Tuğçe Beder (born 15 November 1999) is a Turkish female judoka competing in the 48 kg division. She participated at the 2024 Olympics in Paris, France.

== Career ==
Beder started performing judo as a hobby during her middle school year in 2012. She continued professionally with the encouragement of her teachers. She won several titles at domestic and international competitions. She is a member of Kocaeli Büyükşehir Belediyesi Kağıt Spor Kulübü in the Dan 2 of black belt rank.

=== 2015 ===
Beder won her first international medal, a bronze medal, at the 2015 World Judo Cadets Championships in Sarajevo, Bosnia and Herzegovina.

=== 2016 ===
She ranked first in the world list for the Girls' Cadet -48 kg category.

=== 2018 ===
Beder received the silver medal in the -48 kg division at the 2018 European Junior Judo Championships in Sofia, Bulgaria after she could not complete the competition due to her shoulder injury in the final.

=== 2019 ===
She participated in the featherweight (-52 kg) division at the 2019 Summer Universiade in Naples, Italy.

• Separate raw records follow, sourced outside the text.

//! Mention types.

use serde::{Deserialize, Serialize};

use crate::error::{ErrorCode, MagpieError, MagpieResult};

use super::check_unit_interval;

/// A text span believed to reference a real-world entity.
///
/// Mentions are immutable once extracted; entities refer to them by id.
#[derive(Debug, Clone, PartialEq, Serialize, Deserialize)]
pub struct Mention {
    /// Unique identifier for the mention.
    pub id: String,
    /// The surface text of the span.
    pub text: String,
    /// Start character offset in the source document.
    pub start_offset: usize,
    /// End character offset in the source document (exclusive).
    pub end_offset: usize,
    /// Extraction confidence (0.0-1.0).
    pub confidence: f32,
    /// Document the span was extracted from.
    pub source_document_id: String,
}

impl Mention {
    /// Create a new mention.
    pub fn new(
        id: impl Into<String>,
        text: impl Into<String>,
        source_document_id: impl Into<String>,
        start_offset: usize,
        end_offset: usize,
    ) -> Self {
        Self {
            id: id.into(),
            text: text.into(),
            start_offset,
            end_offset,
            confidence: 1.0,
            source_document_id: source_document_id.into(),
        }
    }

    /// Set the confidence.
    pub fn with_confidence(mut self, confidence: f32) -> Self {
        self.confidence = confidence;
        self
    }

    /// Check the mention is well formed.
    pub fn validate(&self) -> MagpieResult<()> {
        if self.id.trim().is_empty() {
            return Err(MagpieError::invalid_item(
                &self.id,
                ErrorCode::ValMissingField,
                "mention id is empty",
            ));
        }
        if self.start_offset > self.end_offset {
            return Err(MagpieError::invalid_item(
                &self.id,
                ErrorCode::ValInvalidSpan,
                format!(
                    "mention span start {} is after end {}",
                    self.start_offset, self.end_offset
                ),
            ));
        }
        check_unit_interval(&self.id, "mention confidence", self.confidence)
    }
}

#[cfg(test)]
mod tests {
    use super::*;

    #[test]
    fn test_valid_mention() {
        let mention = Mention::new("m1", "Acme Corp", "doc-1", 10, 19).with_confidence(0.9);
        assert!(mention.validate().is_ok());
    }

    #[test]
    fn test_inverted_span_rejected() {
        let mention = Mention::new("m1", "Acme", "doc-1", 20, 10);
        let err = mention.validate().unwrap_err();
        assert_eq!(err.code(), ErrorCode::ValInvalidSpan);
    }

    #[test]
    fn test_confidence_out_of_range_rejected() {
        let mention = Mention::new("m1", "Acme", "doc-1", 0, 4).with_confidence(1.5);
        assert_eq!(mention.validate().unwrap_err().code(), ErrorCode::ValOutOfRange);
    }
}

At the 2019 European U23 Judo Championships in Izhevsk, Russia, she won the bronze medal in the Extra-lightweight (−48 kg) division.

=== 2020 ===
She took the bronze medal at the 2020 Judo Grand Prix Tel Aviv in Israel.

=== 2022 ===
At the 2022 Judo Grand Prix Zagreb, Croatia, she received the bronze medal.

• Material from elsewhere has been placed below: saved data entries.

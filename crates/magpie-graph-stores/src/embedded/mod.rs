//! Embedded graph store using petgraph + SQLite hybrid architecture.
//!
//! This module provides a graph store implementation that:
//! - Uses SQLite for persistent, append-only history
//! - Uses petgraph DiGraph for O(1) in-memory neighbor lookups
//! - Synchronizes between the two on open and after every commit
//!
//! # Architecture
//!
//! ```text
//! ┌─────────────────────────────────────────┐
//! │          EmbeddedGraphStore             │
//! ├─────────────────────────────────────────┤
//! │  ┌─────────────┐    ┌────────────────┐  │
//! │  │   SQLite    │    │   petgraph     │  │
//! │  │ (revisions, │───►│  (current      │  │
//! │  │  link log)  │    │   graph)       │  │
//! │  └─────────────┘    └────────────────┘  │
//! └─────────────────────────────────────────┘
//! ```

pub mod petgraph_ops;
pub mod schema;
pub mod sync;

use std::path::Path;
use std::sync::{Mutex, MutexGuard, RwLock, RwLockReadGuard};

use async_trait::async_trait;
use rusqlite::Connection;

use magpie_core::config::EngineConfig;
use magpie_core::error::{MagpieError, MagpieResult};
use magpie_core::resolution::LinkLookup;
use magpie_core::traits::GraphStore;
use magpie_core::types::{BlockingKey, Entity, RejectedRelation, Relation, ResolutionCommit, SameAsLink};

use petgraph_ops::GraphState;

/// Default blocking prefix length, matching the resolver default.
pub const DEFAULT_BLOCKING_PREFIX_LEN: usize = 3;

/// Embedded graph store using petgraph + SQLite.
///
/// Thread-safe via a Mutex on the connection and an RwLock on the graph.
/// Writers take the connection first, then the graph.
pub struct EmbeddedGraphStore {
    /// SQLite connection (wrapped in Mutex for Send + Sync).
    conn: Mutex<Connection>,
    /// In-memory graph for fast traversal.
    state: RwLock<GraphState>,
    /// Prefix length used for the persisted blocking keys.
    blocking_prefix_len: usize,
}

impl EmbeddedGraphStore {
    /// Open (or create) a store at the given database path.
    pub fn new(db_path: impl AsRef<Path>) -> MagpieResult<Self> {
        Self::open(Connection::open(db_path)?, DEFAULT_BLOCKING_PREFIX_LEN)
    }

    /// Create a new in-memory embedded graph store.
    pub fn in_memory() -> MagpieResult<Self> {
        Self::open(Connection::open_in_memory()?, DEFAULT_BLOCKING_PREFIX_LEN)
    }

    /// Open the store configured in an `EngineConfig`.
    ///
    /// A path of `:memory:` opens an in-memory store. Parent directories are
    /// created as needed.
    pub fn from_config(config: &EngineConfig) -> MagpieResult<Self> {
        let path = &config.store.path;
        let conn = if path.as_os_str() == ":memory:" {
            Connection::open_in_memory()?
        } else {
            if let Some(parent) = path.parent() {
                std::fs::create_dir_all(parent)?;
            }
            Connection::open(path)?
        };
        Self::open(conn, config.resolution.blocking_prefix_len)
    }

    fn open(conn: Connection, blocking_prefix_len: usize) -> MagpieResult<Self> {
        schema::init_schema(&conn)?;

        // Load existing data
        let mut state = GraphState::new();
        sync::load_graph(&conn, &mut state)?;
        tracing::debug!(
            entities = state.entity_count(),
            relations = state.relation_count(),
            links = state.links().len(),
            "graph store opened"
        );

        Ok(Self {
            conn: Mutex::new(conn),
            state: RwLock::new(state),
            blocking_prefix_len,
        })
    }

    /// Every stored revision of an entity, oldest first.
    pub fn entity_history(&self, entity_id: &str) -> MagpieResult<Vec<Entity>> {
        let conn = self.lock_conn()?;
        sync::entity_history(&conn, entity_id)
    }

    /// Every same-as link ever appended for a source entity, oldest first.
    pub fn link_history(&self, from_entity_id: &str) -> MagpieResult<Vec<SameAsLink>> {
        let state = self.read_state()?;
        Ok(state
            .links()
            .history(from_entity_id)
            .into_iter()
            .cloned()
            .collect())
    }

    /// Number of commits recorded for a batch.
    pub fn commit_count(&self, batch_id: &str) -> MagpieResult<usize> {
        let conn = self.lock_conn()?;
        sync::commit_count(&conn, batch_id)
    }

    /// Get entity count.
    pub fn entity_count(&self) -> MagpieResult<usize> {
        Ok(self.read_state()?.entity_count())
    }

    /// Get relation count.
    pub fn relation_count(&self) -> MagpieResult<usize> {
        Ok(self.read_state()?.relation_count())
    }

    fn lock_conn(&self) -> MagpieResult<MutexGuard<'_, Connection>> {
        self.conn
            .lock()
            .map_err(|e| MagpieError::internal(format!("Lock error: {}", e)))
    }

    fn read_state(&self) -> MagpieResult<RwLockReadGuard<'_, GraphState>> {
        self.state
            .read()
            .map_err(|e| MagpieError::internal(format!("Lock error: {}", e)))
    }
}

#[async_trait]
impl GraphStore for EmbeddedGraphStore {
    /// Persist a commit in one transaction, then apply it to the in-memory graph.
    async fn commit(&self, commit: &ResolutionCommit) -> MagpieResult<()> {
        let commit_id = uuid::Uuid::new_v4().to_string();
        let mut conn = self.lock_conn()?;

        let tx = conn.transaction()?;
        let revisions = sync::save_commit(&tx, commit, &commit_id, self.blocking_prefix_len)?;
        tx.commit()?;

        let mut state = self
            .state
            .write()
            .map_err(|e| MagpieError::internal(format!("Lock error: {}", e)))?;
        for entity in &commit.entities {
            state.upsert_entity(entity.clone());
        }
        for link in &commit.links {
            state.links_mut().append(link.clone());
        }
        for relation in &commit.relations {
            state.add_relation(relation.clone());
        }

        tracing::debug!(
            batch_id = %commit.batch_id,
            commit_id = %commit_id,
            revisions,
            links = commit.links.len(),
            relations = commit.relations.len(),
            rejected = commit.rejected_relations.len(),
            "commit persisted"
        );
        Ok(())
    }

    async fn get_entity(&self, id: &str) -> MagpieResult<Option<Entity>> {
        Ok(self.read_state()?.entity(id).cloned())
    }

    /// Canonical entities under a blocking key, from the persisted key index.
    async fn canonical_entities(&self, key: &BlockingKey) -> MagpieResult<Vec<Entity>> {
        let ids = {
            let conn = self.lock_conn()?;
            sync::entity_ids_for_key(&conn, key)?
        };
        let state = self.read_state()?;
        Ok(ids
            .iter()
            .filter(|id| state.is_canonical(id))
            .filter_map(|id| state.entity(id).cloned())
            .collect())
    }

    async fn active_same_as_link(&self, from_entity_id: &str) -> MagpieResult<Option<SameAsLink>> {
        Ok(self.read_state()?.links().active_link(from_entity_id).cloned())
    }

    async fn linked_aliases(&self, canonical_id: &str) -> MagpieResult<Vec<String>> {
        Ok(self.read_state()?.linked_aliases(canonical_id))
    }

    async fn relations_touching(&self, entity_id: &str) -> MagpieResult<Vec<Relation>> {
        Ok(self.read_state()?.relations_touching(entity_id))
    }

    async fn search_embeddings(&self, query: &[f32], limit: usize) -> MagpieResult<Vec<(String, f32)>> {
        Ok(self.read_state()?.search_embeddings(query, limit))
    }

    async fn rejected_relations(&self, batch_id: Option<&str>) -> MagpieResult<Vec<RejectedRelation>> {
        let conn = self.lock_conn()?;
        sync::load_rejected(&conn, batch_id)
    }
}

// Implement Debug for EmbeddedGraphStore
impl std::fmt::Debug for EmbeddedGraphStore {
    fn fmt(&self, f: &mut std::fmt::Formatter<'_>) -> std::fmt::Result {
        f.debug_struct("EmbeddedGraphStore")
            .field("entity_count", &self.entity_count().unwrap_or(0))
            .field("relation_count", &self.relation_count().unwrap_or(0))
            .field("blocking_prefix_len", &self.blocking_prefix_len)
            .finish()
    }
}

#[cfg(test)]
mod tests {
    use super::*;
    use magpie_core::types::{EntityCluster, EntityStatus, RejectionReason};

    fn acme_commit() -> ResolutionCommit {
        let e1 = Entity::new("e1", "Acme Corp")
            .with_type("organization")
            .with_embedding(vec![1.0, 0.0], "m");
        let e2 = Entity {
            status: EntityStatus::Retired {
                canonical_id: "e1".into(),
            },
            ..Entity::new("e2", "ACME Corporation").with_type("organization")
        };
        let ungrounded = Relation::between("r2", "e3", "ex:rumoredToOwn", "e1").with_grounding(0.2);
        ResolutionCommit {
            batch_id: "b1".into(),
            clusters: vec![EntityCluster::new("e1", ["e1".to_string(), "e2".to_string()]).unwrap()],
            entities: vec![e1, e2, Entity::new("e3", "Wile E. Coyote").with_type("person")],
            relations: vec![Relation::between("r1", "e3", "ex:worksFor", "e2")],
            rejected_relations: vec![RejectedRelation {
                reason: RejectionReason::Ungrounded {
                    grounding_confidence: 0.2,
                    threshold: 0.8,
                },
                relation: ungrounded,
            }],
            ..Default::default()
        }
    }

    #[tokio::test]
    async fn test_commit_and_read_back() {
        let store = EmbeddedGraphStore::in_memory().unwrap();
        store.commit(&acme_commit()).await.unwrap();

        assert_eq!(store.entity_count().unwrap(), 3);
        assert_eq!(store.get_entity("e1").await.unwrap().unwrap().name(), Some("Acme Corp"));
        assert_eq!(store.linked_aliases("e1").await.unwrap(), vec!["e2"]);
        assert_eq!(store.relations_touching("e2").await.unwrap().len(), 1);
        assert_eq!(store.rejected_relations(Some("b1")).await.unwrap().len(), 1);
        assert!(store.rejected_relations(Some("other")).await.unwrap().is_empty());
        assert_eq!(store.commit_count("b1").unwrap(), 1);
    }

    #[tokio::test]
    async fn test_canonical_entities_by_key() {
        let store = EmbeddedGraphStore::in_memory().unwrap();
        store.commit(&acme_commit()).await.unwrap();

        let ids = |entities: Vec<Entity>| entities.into_iter().map(|e| e.id).collect::<Vec<_>>();
        let org = store
            .canonical_entities(&BlockingKey::new("organization", "acm"))
            .await
            .unwrap();
        // The retired member is not a candidate.
        assert_eq!(ids(org), vec!["e1"]);

        store
            .commit(&ResolutionCommit {
                batch_id: "b2".into(),
                entities: vec![Entity::new("e9", "Acme").with_type("organization")],
                links: vec![SameAsLink::new("e9", "e1", 0.93)],
                ..Default::default()
            })
            .await
            .unwrap();
        let org = store
            .canonical_entities(&BlockingKey::new("organization", "acm"))
            .await
            .unwrap();
        // Linked entities are not candidates either.
        assert_eq!(ids(org), vec!["e1"]);
        assert_eq!(
            store.active_same_as_link("e9").await.unwrap().unwrap().to_canonical_entity_id,
            "e1"
        );
    }

    #[tokio::test]
    async fn test_search_embeddings() {
        let store = EmbeddedGraphStore::in_memory().unwrap();
        store.commit(&acme_commit()).await.unwrap();

        let hits = store.search_embeddings(&[0.9, 0.1], 5).await.unwrap();
        assert_eq!(hits.len(), 1);
        assert_eq!(hits[0].0, "e1");
    }

    #[tokio::test]
    async fn test_resubmitted_commit_adds_no_revisions() {
        let store = EmbeddedGraphStore::in_memory().unwrap();
        store.commit(&acme_commit()).await.unwrap();
        store.commit(&acme_commit()).await.unwrap();

        assert_eq!(store.entity_history("e1").unwrap().len(), 1);
        assert_eq!(store.relation_count().unwrap(), 1);
        assert_eq!(store.commit_count("b1").unwrap(), 2);
    }

    #[tokio::test]
    async fn test_link_log_is_append_only() {
        let store = EmbeddedGraphStore::in_memory().unwrap();
        store.commit(&acme_commit()).await.unwrap();
        for (target, confidence) in [("e1", 0.91), ("e3", 0.95)] {
            store
                .commit(&ResolutionCommit {
                    batch_id: format!("link-{}", target),
                    entities: vec![Entity::new("e9", "Acme").with_type("organization")],
                    links: vec![SameAsLink::new("e9", target, confidence)],
                    ..Default::default()
                })
                .await
                .unwrap();
        }

        let history = store.link_history("e9").unwrap();
        assert_eq!(history.len(), 2);
        assert_eq!(
            store.active_same_as_link("e9").await.unwrap().unwrap().to_canonical_entity_id,
            "e3"
        );
    }
}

She claimed the gold medal at the 2021 Islamic Solidarity Games in Konya, Turkey.

She placed fifth at the 2022 World Judo Championships – Women's 48 kg in Tashkent, Uzbekistan.

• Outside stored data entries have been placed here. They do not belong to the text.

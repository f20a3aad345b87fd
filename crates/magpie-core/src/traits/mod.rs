//! Core traits for magpie collaborators.

mod embedder;
mod graph_store;
mod validator;

pub use embedder::*;
pub use graph_store::*;
pub use validator::*;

At the 2022 European Universities Games in Łódź, Poland, she took the silver medal after losing to her countrywoman Sıla Ersin in the final.

=== 2023 ===
Beder became bronze medalist at the 2023 Judo Grand Slam Tashkent in Uzbekistan, and at the 2023 Judo Oceania Open Perth in Australia.

At the 2023 European Judo Championships in Montpellier, France, she failed to advance from the first round.

=== 2024 ===
She took the bronze medal at the 2024 Judo Grand Slam Tashkent in Uzbekistan, the silver medal at the 2024 Judo Grand Slam Dushanbe in Tajikistan, and the bronze medal at the 2024 Judo Grand Slam Astana in Kazakhstan.

She lost the repechage match for the bronze medal at the 2024 European Judo Championships in
Zagreb, Croatia.

She competed at the 2024 World Judo Championships in Abu Dhabi, United Arab Emirates. She lost the repechage match for the bronze medal. Her fifth place in the -48 kg division was sufficient for her qualification to represent her country at the 2024 Olympics in Paris, France.

== Personal life ==
Tuğçe Beder was born in İzmit, Turkey on 5 November 1999. After completing high school, she studied sports coaching at the School of Physical Education and Sports at Kastamonu University.